In this sense you will find absolutely beauty the friendship with Arthur Conan Doyle and Houdini and their sad and strong good-bye.
Houdini worked in several part of Europe, appreciating the most beautiful european capitals, Paris, Vienna, Prague, Copenhagen, Amsterdam and Edinburgh. He was a passionate of german food. You musn't never think he adopted an European touch. When in London, asked to the American Embassy of changing his status in the passport, from immigrant to citizen of the USA. A realized dream.
Once returned to the USA Houdini was very well known and presented to Americans numbers always more complicated about punishment, torture, fatal shows etc. All for shocking his audiences.
He also wrote several books, and Hollywood was not just interested, much more, to him, proposing movies and projects, all successful.
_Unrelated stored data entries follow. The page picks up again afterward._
//! Operation model shared by the executor, scheduler and editor.
//!
//! An operation is one user-requested edit (trim, rotate, merge or
//! trim+rotate) tracked from submission to a terminal state. This module
//! holds the record and its state machine, the error taxonomy, the
//! submission request, the cooperative stop signal and the listener
//! surface used to report progress and outcomes.

mod error;
mod listener;
mod request;
mod signal;
mod types;

pub use error::{ErrorKind, OperationError};
pub use listener::{
    ChannelListener, EventStream, NoopListener, OperationEvent, OperationListener,
    ProgressUpdate, Reporter,
};
pub use request::EditRequest;
pub use signal::{StopReason, StopSignal};
pub use types::{OperationId, OperationKind, OperationPriority, OperationRecord, OperationState};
Houdini was fascinated by magicians in...pension, so he tried to interview them for discovering much more. Once he was pretty unlucky. He contacted a magician. This magician was more than 80s and he promised he would have taken in consideration a visit if he would have sent him a certain kind of tea. Houdini sent the tea; the magician answered back all happy and cheerful giving him an appointment, but when Houdini arrived the magician, isn't it a magic? was dead from two hours!!!
If Houdini respected all the past magicians, he didn't love at all all the other competitors and that was also this one the reason why his numbers became more complicated, more difficult, more spectacular. He was the number one and no one could capture his essence.
I am a passionate of magic and to me magicians are the creatures more close to that dimension. They're in grade of letting us dream and there is a desperate need to return to hoping, dreaming with that magical touch in grade of giving back the most genuine part of life.
For all the lovers of magicians, magical worlds, magic, so to everyone, this book is perfect.
Highly recommended.
I thank Jewish Lives for the copy of this book.